Lindeen’s office looking into Securities Act violations

HELENA, Mont. – A Missoula man accused of running an investment scheme regarding a bogus cowboy documentary – and a made-up Montana breast cancer charity – has been temporarily restrained from soliciting any new investments as his case is further investigated.

Helena District Judge Mike Menahan issued a preliminary injunction on May 27 against Matthew McClintock, who has also gone by a series of other aliases including Michael Willis or Odell McClintock, preventing him from soliciting any more investments into his alleged documentary about the “true grit” of “the early Montana cowman.”

The order, requested by the office of Montana Securities Commissioner Monica J. Lindeen, grew out of an ongoing investigation into McClintock and his Bar M Productions, an unregistered Montana business. Neither McClintock nor his company have registered or have sought an exemption under the Montana Securities Act, a requirement for any businesses or individual who solicits money from investors.

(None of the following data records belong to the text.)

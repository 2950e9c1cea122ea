use std::{
    cmp::Ordering,
    collections::HashMap,
    hash::{
        Hash,
        Hasher,
    },
    io,
    os::raw::c_int,
    path::{
        Path,
        PathBuf,
    },
    sync::{
        atomic::{
            self,
            AtomicU64,
        },
        Arc,
        Weak,
    },
};

use inotify_sys as ffi;
use parking_lot::RwLock;

use crate::channel::NotificationChannel;
use crate::error::{
    Error,
    Result,
};
use crate::events::{
    EventMask,
    RawRecord,
};

bitflags! {
    /// Describes a file system watch
    ///
    /// Passed to [`Watches::add`], to describe what file system events
    /// to watch for, and how to do that. Bit values are those of the kernel
    /// ABI, so a raw mask received from elsewhere can be converted with
    /// [`WatchMask::try_from`].
    ///
    /// # Examples
    ///
    /// Here we add a watch that is triggered both when files are created or
    /// deleted in a directory:
    ///
    /// ``` rust
    /// # use inotify_channel::{
    /// #     Inotify,
    /// #     WatchMask,
    /// # };
    /// #
    /// let inotify = Inotify::init().unwrap();
    /// inotify.watch("/tmp/", WatchMask::CREATE | WatchMask::DELETE)
    ///    .expect("Error adding watch");
    /// ```
    #[derive(PartialEq, Eq, PartialOrd, Ord, Hash, Debug, Clone, Copy)]
    pub struct WatchMask: u32 {
        /// File was accessed
        ///
        /// When watching a directory, this event is only triggered for objects
        /// inside the directory, not the directory itself.
        const ACCESS = ffi::IN_ACCESS;

        /// Metadata (permissions, timestamps, ...) changed
        const ATTRIB = ffi::IN_ATTRIB;

        /// File opened for writing was closed
        const CLOSE_WRITE = ffi::IN_CLOSE_WRITE;

        /// File or directory not opened for writing was closed
        const CLOSE_NOWRITE = ffi::IN_CLOSE_NOWRITE;

        /// Entry created in watched directory
        const CREATE = ffi::IN_CREATE;

        /// Entry deleted from watched directory
        const DELETE = ffi::IN_DELETE;

        /// Watched file/directory was deleted
        const DELETE_SELF = ffi::IN_DELETE_SELF;

        /// File was modified
        const MODIFY = ffi::IN_MODIFY;

        /// Watched file/directory was moved
        const MOVE_SELF = ffi::IN_MOVE_SELF;

        /// Entry moved out of watched directory
        const MOVED_FROM = ffi::IN_MOVED_FROM;

        /// Entry moved into watched directory
        const MOVED_TO = ffi::IN_MOVED_TO;

        /// File or directory was opened
        const OPEN = ffi::IN_OPEN;

        /// Watch for all events
        const ALL_EVENTS = ffi::IN_ALL_EVENTS;

        /// Watch for both `MOVED_FROM` and `MOVED_TO`
        const MOVE = ffi::IN_MOVE;

        /// Watch for both `CLOSE_WRITE` and `CLOSE_NOWRITE`
        const CLOSE = ffi::IN_CLOSE;

        /// Don't dereference the path if it is a symbolic link
        const DONT_FOLLOW = ffi::IN_DONT_FOLLOW;

        /// Filter events for directory entries that have been unlinked
        const EXCL_UNLINK = ffi::IN_EXCL_UNLINK;

        /// If a watch for the inode exists, amend it instead of replacing it
        const MASK_ADD = ffi::IN_MASK_ADD;

        /// Only receive one event, then remove the watch
        const ONESHOT = ffi::IN_ONESHOT;

        /// Only watch path, if it is a directory
        const ONLYDIR = ffi::IN_ONLYDIR;
    }
}

impl TryFrom<u32> for WatchMask {
    type Error = Error;

    /// Rejects result-only bits (`ISDIR`, `UNMOUNT`, `Q_OVERFLOW`,
    /// `IGNORED`) and bits the kernel doesn't define
    fn try_from(bits: u32) -> Result<Self> {
        WatchMask::from_bits(bits).ok_or(Error::InvalidMask(bits))
    }
}


/// Cloneable handle for adding and removing watches
///
/// Obtained from [`Inotify::watches`]. All clones refer to the same channel,
/// and can be used from any thread while the channel's read loop is running.
///
/// [`Inotify::watches`]: crate::Inotify::watches
#[derive(Clone, Debug)]
pub struct Watches {
    pub(crate) channel: Arc<NotificationChannel>,
}

impl Watches {
    pub(crate) fn new(channel: Arc<NotificationChannel>) -> Self {
        Watches {
            channel,
        }
    }

    /// Adds or updates a watch for the given path
    ///
    /// Returns a watch descriptor that can be used to remove the watch later.
    /// If the path refers to an inode that is already watched, the existing
    /// watch is updated and an equal descriptor is returned. Its mask is
    /// replaced, or extended if `mask` contains [`WatchMask::MASK_ADD`].
    ///
    /// # Errors
    ///
    /// - [`Error::PathNotFound`], if `path` does not exist
    /// - [`Error::PermissionDenied`], if `path` can't be read
    /// - [`Error::Watch`], for any other refusal by the kernel
    /// - [`Error::ChannelClosed`], after [`Inotify::close`]
    ///
    /// [`Inotify::close`]: crate::Inotify::close
    pub fn add<P>(&self, path: P, mask: WatchMask) -> Result<WatchDescriptor>
        where P: AsRef<Path>
    {
        self.channel.register(path.as_ref(), mask)
    }

    /// Stops watching a file
    ///
    /// The kernel confirms the removal asynchronously, with an event carrying
    /// [`EventMask::IGNORED`]. The descriptor is invalid as soon as this
    /// method returns.
    ///
    /// # Errors
    ///
    /// Returns [`Error::UnknownHandle`], if the watch is not active anymore,
    /// or if the descriptor was issued by another channel.
    /// Returns [`Error::ChannelClosed`] after [`Inotify::close`].
    ///
    /// [`Inotify::close`]: crate::Inotify::close
    pub fn remove(&self, wd: &WatchDescriptor) -> Result<()> {
        self.channel.deregister(wd)
    }

    /// Number of active watches
    pub fn len(&self) -> usize {
        self.channel.table().len()
    }

    /// Returns `true`, if no watch is active
    pub fn is_empty(&self) -> bool {
        self.len() == 0
    }
}


/// Represents a watch on an inode
///
/// Can be obtained from [`Watches::add`] or from an [`Event`]. A watch
/// descriptor can be used to stop watching an inode by passing it to
/// [`Watches::remove`].
///
/// [`Event`]: crate::Event
#[derive(Clone, Debug)]
pub struct WatchDescriptor {
    pub(crate) id: c_int,
    pub(crate) generation: u64,
    pub(crate) channel: Weak<NotificationChannel>,
}

impl WatchDescriptor {
    pub(crate) fn new(
        id        : c_int,
        generation: u64,
        channel   : Weak<NotificationChannel>,
    )
        -> Self
    {
        WatchDescriptor {
            id,
            generation,
            channel,
        }
    }

    /// A descriptor that belongs to no channel
    #[cfg(test)]
    pub(crate) fn detached(id: c_int) -> Self {
        WatchDescriptor::new(id, 0, Weak::new())
    }

    /// The kernel's id for this watch
    ///
    /// Can be used to distinguish events for files with the same name.
    pub fn id(&self) -> c_int {
        self.id
    }

    pub(crate) fn belongs_to(&self, channel: &Arc<NotificationChannel>) -> bool {
        Weak::as_ptr(&self.channel) == Arc::as_ptr(channel)
    }
}

impl Eq for WatchDescriptor {}

impl PartialEq for WatchDescriptor {
    fn eq(&self, other: &Self) -> bool {
        self.id == other.id
            && self.channel.strong_count() > 0
            && Weak::ptr_eq(&self.channel, &other.channel)
    }
}

impl Ord for WatchDescriptor {
    fn cmp(&self, other: &Self) -> Ordering {
        self.id.cmp(&other.id)
    }
}

impl PartialOrd for WatchDescriptor {
    fn partial_cmp(&self, other: &Self) -> Option<Ordering> {
        Some(self.cmp(other))
    }
}

impl Hash for WatchDescriptor {
    fn hash<H: Hasher>(&self, state: &mut H) {
        // Only the id. The channel is a weak pointer that may be gone, and the
        // hash must not change when that happens.
        self.id.hash(state);
    }
}


/// A registered watch
#[derive(Clone, Debug, PartialEq, Eq)]
pub(crate) struct WatchEntry {
    pub(crate) path: PathBuf,
    pub(crate) mask: WatchMask,
    pub(crate) generation: u64,

    /// `false` once the watch was removed explicitly or fired as one-shot
    ///
    /// A retired entry only waits for the kernel's `IGNORED` record, so that
    /// record can still be resolved to a path.
    pub(crate) active: bool,
}

/// What the table knows about the watch a record belongs to
#[derive(Clone, Debug, PartialEq, Eq)]
pub(crate) struct Resolved {
    pub(crate) path: Option<PathBuf>,
    pub(crate) generation: u64,
}

/// Maps kernel watch descriptors to registered watches
///
/// Shared between the registration API and the read loop. Slots are keyed by
/// the kernel id and stamped with a generation, so a stale descriptor for a
/// reused id never matches the watch that now owns the slot.
#[derive(Debug)]
pub(crate) struct WatchTable {
    entries: RwLock<HashMap<c_int, WatchEntry>>,
    next_generation: AtomicU64,
}

impl WatchTable {
    pub(crate) fn new() -> Self {
        WatchTable {
            entries        : RwLock::new(HashMap::new()),
            next_generation: AtomicU64::new(1),
        }
    }

    /// Runs `add_watch` and records its result
    ///
    /// The table stays locked during the kernel call, so the read loop can't
    /// resolve a record for the new watch before it is recorded.
    ///
    /// Returns the kernel id and the generation of the entry.
    pub(crate) fn insert_with<F>(&self, path: &Path, mask: WatchMask, add_watch: F)
        -> io::Result<(c_int, u64)>
        where F: FnOnce() -> io::Result<c_int>
    {
        let mut entries = self.entries.write();

        let id = add_watch()?;

        if let Some(entry) = entries.get_mut(&id) {
            if entry.active {
                if mask.contains(WatchMask::MASK_ADD) {
                    entry.mask |= mask - WatchMask::MASK_ADD;
                }
                else {
                    entry.mask = mask;
                }
                return Ok((id, entry.generation));
            }
        }

        let generation = self.next_generation.fetch_add(1, atomic::Ordering::Relaxed);
        entries.insert(id, WatchEntry {
            path  : path.to_path_buf(),
            mask  : mask - WatchMask::MASK_ADD,
            generation,
            active: true,
        });

        Ok((id, generation))
    }

    /// Retires the watch for `id`, then runs `rm_watch`
    ///
    /// Fails with [`Error::UnknownHandle`] if there is no active watch for
    /// `id` of the given generation. If `rm_watch` fails, the entry stays
    /// active.
    pub(crate) fn retire_with<F>(&self, id: c_int, generation: u64, rm_watch: F)
        -> Result<()>
        where F: FnOnce() -> io::Result<()>
    {
        let mut entries = self.entries.write();

        let entry = match entries.get_mut(&id) {
            Some(entry) if entry.active && entry.generation == generation =>
                entry,
            _ =>
                return Err(Error::UnknownHandle(id)),
        };

        match rm_watch() {
            Ok(()) => {}
            // The kernel dropped the watch on its own (deletion, unmount,
            // one-shot), and its `IGNORED` record hasn't been read yet.
            Err(ref error) if error.raw_os_error() == Some(libc::EINVAL) => {}
            Err(ref error) if error.raw_os_error() == Some(libc::EBADF) =>
                return Err(Error::ChannelClosed),
            Err(source) =>
                return Err(Error::Watch { path: entry.path.clone(), source }),
        }

        entry.active = false;
        Ok(())
    }

    /// Looks up the watch a record belongs to, and applies the record's
    /// effect on the watch's lifecycle
    ///
    /// An `IGNORED` record frees the slot. The first other record for a
    /// one-shot watch retires it.
    pub(crate) fn resolve(&self, record: &RawRecord<'_>) -> Resolved {
        let mut entries = self.entries.write();

        if record.mask.contains(EventMask::IGNORED) {
            return match entries.remove(&record.wd) {
                Some(entry) => Resolved {
                    path      : Some(entry.path),
                    generation: entry.generation,
                },
                None => Resolved {
                    path      : None,
                    generation: 0,
                },
            };
        }

        match entries.get_mut(&record.wd) {
            Some(entry) => {
                if entry.mask.contains(WatchMask::ONESHOT) {
                    entry.active = false;
                }
                Resolved {
                    path      : Some(entry.path.clone()),
                    generation: entry.generation,
                }
            }
            None => Resolved {
                path      : None,
                generation: 0,
            },
        }
    }

    /// Number of active watches
    pub(crate) fn len(&self) -> usize {
        self.entries
            .read()
            .values()
            .filter(|entry| entry.active)
            .count()
    }

    /// The entry for `id`, active or retired
    #[cfg(test)]
    pub(crate) fn get(&self, id: c_int) -> Option<WatchEntry> {
        self.entries.read().get(&id).cloned()
    }

    /// Forgets all watches
    pub(crate) fn clear(&self) {
        self.entries.write().clear();
    }
}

The case came to Lindeen’s office from the Missoula County Police Department after an advertising and marketing firm McClintock hired to find investors in his movie began to suspect the movie was a fraud. McClintock told investors Clint Eastwood would narrate the documentary and that a University of Montana historian was consulting with the project, which McClintock claimed would be broadcast on Montana PBS.

McClintock claimed a portion of the documentary’s royalties from the film would go to the Western Montana Breast Cancer Fund.

However, Lindeen’s investigation revealed that the UM professor allegedly involved in the film is not part of project and has asked McClintock to stop using his name. Eastwood is not part of the project in any way. Montana PBS confirmed there is not now – nor has there ever been – an agreement to air the film. Finally, the investigation could find no indication that the breast cancer charity exists.

Although Lindeen’s office has not charged McClintock with a crime yet, based on the investigation’s early findings, the likelihood that Montana investors could be harmed by McClintock’s continued behavior is high.  Therefore, Lindeen requested the preliminary injunction.

McClintock has previously served time in Oklahoma for obtaining money by false pretense. He has also been charged, found guilty and sentenced to prison in Madison County, Montana, for deceptive practices. He is currently on probation for that conviction.

He is scheduled to appear before Menahan on June 16.